Andy Brassell: Can Arsenal weather the Napoli storm and progress to semis?
Unai Emery couldn't have hoped for a much better first leg against Napoli than he got - but a trip to San Paolo for the return is to be approached with caution, writes Andy Brassell...
"The San Paolo is an unreconstructed marvel of a stadium, simultaneously imposing and yet looking as if it could fall down under a stiff breeze."
It may have been all but a foregone conclusion, but it was most welcome nonetheless. Napoli's 3-1 stroll at Chievo on Sunday, which relegated the home side, should be little more than a minor footnote in the Partenopei's season and, in many other similar versions of the scenario, would have been played out with a near-reserve team.
At this precise moment, however, Carlo Ancelotti didn't feel he had the luxury of that option. He made just four changes from Thursday's Europa League quarter-final first leg defeat at Arsenal, but they were largely cosmetic.

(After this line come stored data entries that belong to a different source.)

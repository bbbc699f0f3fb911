use super::{checked_total, StrategyKind, Weighted};
use crate::error::Result;

/// Binary-tree strategy.
///
/// The tree is stored implicitly in a vector, 1-based: node `i` has children
/// `2i` and `2i + 1`, and the leaves start at `leaves` (a power of two). Each
/// leaf holds one slot weight, each internal node the sum of its subtree, so
/// the root holds the live total.
///
/// Lookups descend from the root comparing against the left subtree sum;
/// removals update the path from one or two leaves to the root. Both are
/// O(log n), which makes this the strategy of choice for large populations.
#[derive(Debug, Clone, Default)]
pub struct WeightedHeap {
    initial: Vec<u64>,
    tree: Vec<u64>,
    leaves: usize,
    len: usize,
}

impl WeightedHeap {
    /// An empty tree; call `initialize` before sampling.
    pub fn new() -> Self {
        Self::default()
    }

    fn leaf(&self, slot: usize) -> u64 {
        self.tree[self.leaves + slot]
    }

    /// Overwrite one leaf and refresh its ancestors.
    fn set_leaf(&mut self, slot: usize, weight: u64) {
        let mut node = self.leaves + slot;
        self.tree[node] = weight;
        node /= 2;
        while node > 0 {
            self.tree[node] = self.tree[2 * node] + self.tree[2 * node + 1];
            node /= 2;
        }
    }

    fn build(&mut self) {
        self.tree.clear();
        self.tree.resize(2 * self.leaves, 0);
        self.tree[self.leaves..self.leaves + self.initial.len()].copy_from_slice(&self.initial);
        for node in (1..self.leaves).rev() {
            self.tree[node] = self.tree[2 * node] + self.tree[2 * node + 1];
        }
        self.len = self.initial.len();
    }
}

impl Weighted for WeightedHeap {
    fn kind(&self) -> StrategyKind {
        StrategyKind::Heap
    }

    fn initialize(&mut self, weights: &[u64]) -> Result<()> {
        // Subtree sums are bounded by the total, so the build cannot overflow
        // once this succeeds.
        checked_total(weights)?;
        self.initial.clear();
        self.initial.extend_from_slice(weights);
        self.leaves = weights.len().next_power_of_two();
        self.build();
        Ok(())
    }

    fn len(&self) -> usize {
        self.len
    }

    fn total_weight(&self) -> u64 {
        self.tree.get(1).copied().unwrap_or(0)
    }

    #[inline]
    fn sample(&self, value: u64) -> Option<usize> {
        if value >= self.total_weight() {
            return None;
        }
        let mut value = value;
        let mut node = 1;
        while node < self.leaves {
            let left = 2 * node;
            if value < self.tree[left] {
                node = left;
            } else {
                value -= self.tree[left];
                node = left + 1;
            }
        }
        Some(node - self.leaves)
    }

    fn swap_remove(&mut self, slot: usize) -> u64 {
        assert!(
            slot < self.len,
            "swap_remove index (is {slot}) should be < len (is {})",
            self.len
        );
        let last = self.len - 1;
        let removed = self.leaf(slot);
        if slot != last {
            self.set_leaf(slot, self.leaf(last));
        }
        self.set_leaf(last, 0);
        self.len = last;
        removed
    }

    fn reset(&mut self) {
        if self.len != self.initial.len() {
            self.build();
        }
    }
}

The front pair of Lorenzo Insigne and Dries Mertens kept their places as did Fabián Ruíz and José Callejón, with Arek Milik thrown in for a touch of extra firepower.
Napoli below their best of late
Some may argue it was a matter of pride, with the win in Verona making Juventus make another week for the confirmation of their eighth straight scudetto. It felt like Ancelotti, however, wanted his side to play themselves back into form after a moribund mini-run, without a win in three and lacking their typical inspiration in each one of those games.

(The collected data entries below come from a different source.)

//! Error types for engine operations

use crate::state::EngineState;
use syllabus_domain::{ApiError, CourseId, RelationshipId, SpecialtyId, SubjectId, ValidationError};
use thiserror::Error;

/// Errors surfaced to the presentation layer by the coordinator
///
/// Every variant is recoverable: the coordinator is back in `Idle` by the time
/// the caller sees it, and the user can simply retry.
#[derive(Debug, Clone, PartialEq, Eq, Error)]
pub enum EngineError {
    /// A required selection was missing; nothing was sent to the server
    #[error("Validation error: {0}")]
    Validation(#[from] ValidationError),

    /// The (course, specialty, subject) triple already exists
    #[error("this subject already exists for this specialty - choose a different combination")]
    DuplicateRelation {
        /// Course of the rejected triple
        course_id: CourseId,
        /// Specialty of the rejected triple
        specialty_id: SpecialtyId,
        /// Subject of the rejected triple
        subject_id: SubjectId,
    },

    /// The relationship no longer exists on the server
    #[error("Relationship not found: {0}")]
    NotFound(RelationshipId),

    /// Any other server-reported failure
    #[error("Remote error: {0}")]
    Remote(String),

    /// Transport failure, no server response
    #[error("Network error: {0}")]
    Network(String),

    /// Another command is still in flight
    #[error("Another operation is in progress ({0})")]
    Busy(EngineState),
}

/// User-facing category of an error, one per distinct message
#[derive(Debug, Clone, Copy, PartialEq, Eq, Hash)]
pub enum ErrorCategory {
    /// Something must be selected first
    MissingSelection,
    /// The combination already exists
    DuplicateCombination,
    /// The record was already removed
    AlreadyRemoved,
    /// The server refused the request
    ServerRejected,
    /// The server could not be reached
    Unreachable,
    /// A previous command has not finished
    Busy,
}

impl ErrorCategory {
    /// Short lowercase label, for logs and metrics
    pub fn as_str(&self) -> &'static str {
        match self {
            ErrorCategory::MissingSelection => "missing_selection",
            ErrorCategory::DuplicateCombination => "duplicate_combination",
            ErrorCategory::AlreadyRemoved => "already_removed",
            ErrorCategory::ServerRejected => "server_rejected",
            ErrorCategory::Unreachable => "unreachable",
            ErrorCategory::Busy => "busy",
        }
    }
}

impl EngineError {
    /// Category of this error
    pub fn category(&self) -> ErrorCategory {
        match self {
            EngineError::Validation(_) => ErrorCategory::MissingSelection,
            EngineError::DuplicateRelation { .. } => ErrorCategory::DuplicateCombination,
            EngineError::NotFound(_) => ErrorCategory::AlreadyRemoved,
            EngineError::Remote(_) => ErrorCategory::ServerRejected,
            EngineError::Network(_) => ErrorCategory::Unreachable,
            EngineError::Busy(_) => ErrorCategory::Busy,
        }
    }

    /// Human-readable message for the user
    pub fn user_message(&self) -> String {
        match self {
            EngineError::Validation(ValidationError::MissingRelationship) => {
                "Pick an existing relationship first.".to_string()
            }
            EngineError::Validation(_) => {
                "Pick a course, a specialty and a subject first.".to_string()
            }
            EngineError::DuplicateRelation { .. } => {
                "That combination already exists: this subject is already assigned to this \
                 specialty. Choose a different combination."
                    .to_string()
            }
            EngineError::NotFound(_) => {
                "That relationship no longer exists. The matrix will show the current state \
                 after a refresh."
                    .to_string()
            }
            EngineError::Remote(msg) => format!("The server rejected the request: {}", msg),
            EngineError::Network(_) => {
                "The server is unreachable. Check the connection and try again.".to_string()
            }
            EngineError::Busy(_) => {
                "Another change is still being applied. Try again in a moment.".to_string()
            }
        }
    }

    /// Error for a failed catalog or relationship fetch
    pub(crate) fn from_fetch(e: ApiError) -> Self {
        match e {
            ApiError::Network(msg) => EngineError::Network(msg),
            other => EngineError::Remote(other.message().to_string()),
        }
    }

    /// Error for a failed create; substring markers catch duplicates the
    /// server only describes in free text
    pub(crate) fn from_create<S: AsRef<str>>(
        e: ApiError,
        course_id: &CourseId,
        specialty_id: &SpecialtyId,
        subject_id: &SubjectId,
        duplicate_markers: &[S],
    ) -> Self {
        let duplicate = match &e {
            ApiError::Duplicate(_) => true,
            ApiError::Validation(_) | ApiError::Remote(_) => {
                e.message_contains_any(duplicate_markers)
            }
            ApiError::NotFound(_) | ApiError::Network(_) => false,
        };

        if duplicate {
            return EngineError::DuplicateRelation {
                course_id: course_id.clone(),
                specialty_id: specialty_id.clone(),
                subject_id: subject_id.clone(),
            };
        }

        match e {
            ApiError::Network(msg) => EngineError::Network(msg),
            other => EngineError::Remote(other.message().to_string()),
        }
    }

    /// Error for a failed single delete
    pub(crate) fn from_delete(e: ApiError, id: &RelationshipId) -> Self {
        match e {
            ApiError::NotFound(_) => EngineError::NotFound(id.clone()),
            ApiError::Network(msg) => EngineError::Network(msg),
            other => EngineError::Remote(other.message().to_string()),
        }
    }

    /// Error for a failed bulk delete
    pub(crate) fn from_bulk_delete(e: ApiError) -> Self {
        Self::from_fetch(e)
    }
}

Credit for the nadir of that sequence, firstly, must be paid where it is due. Unai Emery's men deserve to be the favourites to progress to the semi-finals - [1.28], compared to Napoli's [4.3] - after a near-impeccable first leg display. They were dynamic in the first half before morphing to measured and streetwise in the second.
Back to the old school
The urbane Emery will know, however, exactly what is waiting for Arsenal on Thursday. The San Paolo is an unreconstructed marvel of a stadium, simultaneously imposing and yet looking as if it could fall down under a stiff breeze. Italia '90 stickers still adorn lampposts and railings.

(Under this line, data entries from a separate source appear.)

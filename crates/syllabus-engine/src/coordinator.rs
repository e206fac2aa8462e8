//! Mutation coordinator: the only writer of the relationship store
//!
//! Commands run one at a time. Every successful mutation is followed by a
//! full refresh, and the matrix is only ever rebuilt from a fetched snapshot,
//! never patched locally.

use crate::config::{ConfigError, EngineConfig, MatrixSettings};
use crate::error::EngineError;
use crate::metrics::EngineMetrics;
use crate::state::{EngineState, PhaseGuard};
use crate::store::{Snapshot, SnapshotStore};
use std::sync::atomic::{AtomicU64, Ordering};
use std::sync::{Arc, Mutex, MutexGuard, PoisonError, RwLock, RwLockReadGuard, RwLockWriteGuard};
use syllabus_domain::{
    build_matrix, ranked_specialties, ranked_subjects, ranked_view, Catalogs, CourseId,
    LearningMatrixApi, Matrix, NewRelationship, Relationship, RelationshipId, Specialty,
    SpecialtyId, Subject, SubjectId, ValidationError,
};
use syllabus_sdk::MatrixClient;
use tokio::sync::watch;

/// Derived and cached state behind the read accessors
#[derive(Default)]
struct View {
    store: SnapshotStore,
    selected: Option<CourseId>,
    matrix: Option<Arc<Matrix>>,
    last_error: Option<EngineError>,
}

impl View {
    fn rebuild(&mut self) {
        let snapshot = self.store.current();
        self.matrix = self.selected.as_ref().map(|course_id| {
            Arc::new(build_matrix(
                &snapshot.relationships,
                &snapshot.catalogs.subjects,
                &snapshot.catalogs.specialties,
                course_id,
            ))
        });
    }

    /// Install a fetched snapshot; false when a newer one is already held
    fn install(&mut self, generation: u64, snapshot: Snapshot, settings: &MatrixSettings) -> bool {
        if !self.store.install(generation, snapshot) {
            return false;
        }

        let snapshot = self.store.current();
        if let Some(course_id) = &self.selected {
            if snapshot.catalogs.course(course_id).is_none() {
                tracing::warn!("Selected course {} is no longer in the catalog", course_id);
            }
        } else if settings.auto_select_first_course {
            if let Some(first) = snapshot.catalogs.courses.first() {
                tracing::info!("Auto-selected course {} ({})", first.id, first.name);
                self.selected = Some(first.id.clone());
            }
        }

        self.rebuild();
        true
    }
}

/// Owner of the relationship store and the Idle/Loading/Mutating machine
///
/// All methods take `&self`; share the coordinator behind an `Arc` to drive
/// it from several tasks. A command started while another is in flight is
/// rejected with [`EngineError::Busy`].
///
/// # Examples
///
/// ```no_run
/// use syllabus_engine::{EngineConfig, MatrixCoordinator};
///
/// # async fn demo() -> Result<(), Box<dyn std::error::Error>> {
/// let config = EngineConfig::load(None)?;
/// let coordinator = MatrixCoordinator::from_config(config)?;
///
/// coordinator.refresh().await?;
/// if let Some(matrix) = coordinator.matrix() {
///     println!("{} of {} cells linked", matrix.filled_count(), matrix.cell_count());
/// }
/// # Ok(())
/// # }
/// ```
pub struct MatrixCoordinator<A> {
    api: A,
    settings: MatrixSettings,
    state: watch::Sender<EngineState>,
    generation: AtomicU64,
    view: RwLock<View>,
    metrics: Mutex<EngineMetrics>,
}

impl MatrixCoordinator<MatrixClient> {
    /// Build a coordinator backed by the REST client described in `config`
    pub fn from_config(config: EngineConfig) -> Result<Self, ConfigError> {
        config.validate()?;
        let client = MatrixClient::from_config(config.api)
            .map_err(|e| ConfigError::Invalid(e.to_string()))?;
        Ok(Self::new(client, config.matrix))
    }
}

impl<A: LearningMatrixApi> MatrixCoordinator<A> {
    /// Create a coordinator over `api`; nothing is fetched until `refresh`
    pub fn new(api: A, settings: MatrixSettings) -> Self {
        let (state, _) = watch::channel(EngineState::Idle);
        Self {
            api,
            settings,
            state,
            generation: AtomicU64::new(0),
            view: RwLock::new(View::default()),
            metrics: Mutex::new(EngineMetrics::new()),
        }
    }

    /// The remote API this coordinator drives
    pub fn api(&self) -> &A {
        &self.api
    }

    fn read_view(&self) -> RwLockReadGuard<'_, View> {
        self.view.read().unwrap_or_else(PoisonError::into_inner)
    }

    fn write_view(&self) -> RwLockWriteGuard<'_, View> {
        self.view.write().unwrap_or_else(PoisonError::into_inner)
    }

    fn metrics_mut(&self) -> MutexGuard<'_, EngineMetrics> {
        self.metrics.lock().unwrap_or_else(PoisonError::into_inner)
    }

    // ---- read accessors -------------------------------------------------

    /// Current state of the machine
    pub fn state(&self) -> EngineState {
        *self.state.borrow()
    }

    /// Receiver notified on every state transition
    pub fn subscribe(&self) -> watch::Receiver<EngineState> {
        self.state.subscribe()
    }

    /// Error of the most recent failed command, cleared by the next success
    pub fn last_error(&self) -> Option<EngineError> {
        self.read_view().last_error.clone()
    }

    /// Course the matrix is built for
    pub fn selected_course(&self) -> Option<CourseId> {
        self.read_view().selected.clone()
    }

    /// Matrix of the selected course, in catalog order
    pub fn matrix(&self) -> Option<Arc<Matrix>> {
        self.read_view().matrix.clone()
    }

    /// Matrix of the selected course with rows and columns in ranked order
    pub fn ranked_matrix(&self) -> Option<Matrix> {
        self.matrix().map(|m| ranked_view(&m))
    }

    /// Subjects by descending relation count for the selected course
    pub fn ranked_subjects(&self) -> Vec<Subject> {
        self.matrix()
            .map(|m| ranked_subjects(&m).into_iter().cloned().collect())
            .unwrap_or_default()
    }

    /// Specialties by descending relation count for the selected course
    pub fn ranked_specialties(&self) -> Vec<Specialty> {
        self.matrix()
            .map(|m| ranked_specialties(&m).into_iter().cloned().collect())
            .unwrap_or_default()
    }

    /// Last installed snapshot
    pub fn snapshot(&self) -> Arc<Snapshot> {
        self.read_view().store.current()
    }

    /// Reference catalogs of the last installed snapshot
    pub fn catalogs(&self) -> Catalogs {
        self.snapshot().catalogs.clone()
    }

    /// Every relationship of the last installed snapshot, across all courses
    pub fn relationships(&self) -> Vec<Relationship> {
        self.snapshot().relationships.clone()
    }

    /// Relationships a bulk delete of (`course_id`, `specialty_id`) would remove
    ///
    /// Intended for the confirmation prompt shown before
    /// [`delete_all_for_specialty`](Self::delete_all_for_specialty).
    pub fn bulk_delete_preview(
        &self,
        course_id: &CourseId,
        specialty_id: &SpecialtyId,
    ) -> Vec<Relationship> {
        self.snapshot()
            .relationships_for_specialty(course_id, specialty_id)
    }

    /// Snapshot of the collected metrics
    pub fn metrics(&self) -> EngineMetrics {
        self.metrics_mut().clone()
    }

    // ---- commands -------------------------------------------------------

    /// Switch the active course and rebuild the matrix synchronously
    pub fn select_course(&self, course_id: &CourseId) -> Result<(), EngineError> {
        if course_id.is_empty() {
            return self.settle(Err(ValidationError::MissingCourse.into()), "select_course");
        }

        let mut view = self.write_view();
        let known = view.store.current().catalogs.course(course_id).is_some();
        if view.store.generation() > 0 && !known {
            tracing::warn!("Selecting course {} which is not in the catalog", course_id);
        }
        view.selected = Some(course_id.clone());
        view.rebuild();
        tracing::debug!("Selected course {}", course_id);
        Ok(())
    }

    /// Re-fetch relationships and catalogs and replace the store wholesale
    pub async fn refresh(&self) -> Result<(), EngineError> {
        let _phase = self.admit(EngineState::Loading)?;
        let outcome = self.reload().await;
        self.settle(outcome, "refresh")
    }

    /// Link a subject to a specialty within a course, then refresh
    pub async fn add_relation(
        &self,
        course_id: &CourseId,
        specialty_id: &SpecialtyId,
        subject_id: &SubjectId,
        notes: Option<String>,
    ) -> Result<Relationship, EngineError> {
        let draft = match NewRelationship::new(
            course_id.clone(),
            specialty_id.clone(),
            subject_id.clone(),
            notes,
        ) {
            Ok(draft) => draft,
            Err(e) => return self.settle(Err(e.into()), "add_relation"),
        };

        let phase = self.admit(EngineState::Mutating)?;
        let outcome = match self.api.create_relationship(&draft).await {
            Ok(created) => {
                tracing::info!(
                    "Created relationship {} (course={}, specialty={}, subject={})",
                    created.id,
                    course_id,
                    specialty_id,
                    subject_id
                );
                self.metrics_mut().record_created();
                phase.advance(EngineState::Loading);
                self.reload().await.map(|()| created)
            }
            Err(e) => Err(EngineError::from_create(
                e,
                course_id,
                specialty_id,
                subject_id,
                self.settings.duplicate_markers.as_slice(),
            )),
        };

        self.settle(outcome, "add_relation")
    }

    /// Delete one relationship, then refresh
    pub async fn delete_relation(
        &self,
        relationship_id: &RelationshipId,
    ) -> Result<(), EngineError> {
        if relationship_id.is_empty() {
            return self.settle(
                Err(ValidationError::MissingRelationship.into()),
                "delete_relation",
            );
        }

        let phase = self.admit(EngineState::Mutating)?;
        let outcome = match self.api.delete_relationship(relationship_id).await {
            Ok(()) => {
                tracing::info!("Deleted relationship {}", relationship_id);
                self.metrics_mut().record_deleted();
                phase.advance(EngineState::Loading);
                self.reload().await
            }
            Err(e) => Err(EngineError::from_delete(e, relationship_id)),
        };

        self.settle(outcome, "delete_relation")
    }

    /// Delete every relationship of a specialty within a course in one call,
    /// then refresh
    ///
    /// Destructive and irreversible: callers must confirm with the user first
    /// (see [`bulk_delete_preview`](Self::bulk_delete_preview)).
    pub async fn delete_all_for_specialty(
        &self,
        course_id: &CourseId,
        specialty_id: &SpecialtyId,
    ) -> Result<(), EngineError> {
        let missing = if course_id.is_empty() {
            Some(ValidationError::MissingCourse)
        } else if specialty_id.is_empty() {
            Some(ValidationError::MissingSpecialty)
        } else {
            None
        };
        if let Some(e) = missing {
            return self.settle(Err(e.into()), "delete_all_for_specialty");
        }

        let phase = self.admit(EngineState::Mutating)?;
        let outcome = match self
            .api
            .delete_all_relationships_for_specialty(course_id, specialty_id)
            .await
        {
            Ok(()) => {
                tracing::info!(
                    "Deleted all relationships of specialty {} in course {}",
                    specialty_id,
                    course_id
                );
                self.metrics_mut().record_bulk_delete();
                phase.advance(EngineState::Loading);
                self.reload().await
            }
            Err(e) => Err(EngineError::from_bulk_delete(e)),
        };

        self.settle(outcome, "delete_all_for_specialty")
    }

    // ---- internals ------------------------------------------------------

    fn admit(&self, phase: EngineState) -> Result<PhaseGuard<'_>, EngineError> {
        PhaseGuard::begin(&self.state, phase).map_err(|current| {
            tracing::debug!("Rejected {} request while {}", phase, current);
            let err = EngineError::Busy(current);
            self.metrics_mut().record_failure(err.category());
            err
        })
    }

    /// Fetch everything and install it; the caller holds the phase guard
    async fn reload(&self) -> Result<(), EngineError> {
        let generation = self.generation.fetch_add(1, Ordering::SeqCst) + 1;
        tracing::debug!("Refresh #{} started", generation);

        let (relationships, courses, subjects, specialties) = tokio::try_join!(
            self.api.list_relationships(),
            self.api.list_courses(),
            self.api.list_subjects(),
            self.api.list_specialties(),
        )
        .map_err(EngineError::from_fetch)?;

        let snapshot = Snapshot {
            relationships,
            catalogs: Catalogs::new(courses, subjects, specialties),
        };
        let counts = (
            snapshot.relationships.len(),
            snapshot.catalogs.subjects.len(),
            snapshot.catalogs.specialties.len(),
        );

        let installed = self.write_view().install(generation, snapshot, &self.settings);
        if installed {
            self.metrics_mut().record_refresh();
            tracing::debug!(
                "Refresh #{} installed: {} relationships, {} subjects, {} specialties",
                generation,
                counts.0,
                counts.1,
                counts.2
            );
        } else {
            self.metrics_mut().record_stale_refresh();
            tracing::debug!("Refresh #{} discarded: a newer snapshot is installed", generation);
        }

        Ok(())
    }

    /// Record the outcome of a command in `last_error` and the metrics
    fn settle<T>(
        &self,
        outcome: Result<T, EngineError>,
        operation: &str,
    ) -> Result<T, EngineError> {
        match &outcome {
            Ok(_) => {
                self.write_view().last_error = None;
            }
            Err(e) => {
                tracing::warn!("{} failed: {}", operation, e);
                self.metrics_mut().record_failure(e.category());
                self.write_view().last_error = Some(e.clone());
            }
        }
        outcome
    }
}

The noise inside is from a different era too, and the locals will pack the stands early, as they tend to for the biggest European games, creating a bear pit for The Gunners to step into. This is a night for cool heads, and the pressure that the visitors will be under is reflected in the odds, with Napoli [1.77] to win on the night, with Arsenal out at [5.0].
Arsenal's away challenges
Hertfordshire might not quite be Campania, but Emery will be delighted with Monday night's win at Watford, only a third victory on the road since December. Fixing that underwhelming road form will be a key to the rest of Arsenal's season at home and abroad and although they could go through to the semi-finals while losing on the night in Naples, Emery and company would prefer something less emotionally taxing.
It bodes well for Arsenal that Napoli have only kept one clean sheet in their last four at San Paolo, despite the presence of the outstanding Kalidou Koulibaly, and the pace in the team via Pierre-Emerick Aubameyang, Alexandre Lacazette and (maybe) Henrikh Mkhitaryan is useful. In early season it looked as if Ancelotti had added a layer of knowhow to Napoli's game in Europe. Now, they are going to have to produce a faultless performance to oust the Premier League side.
That the San Paolo will conjure an environment fit for the sharp end of the Champions League, never mind the Europa League, is a given. The only question is which of the two teams will manage to deal with it better.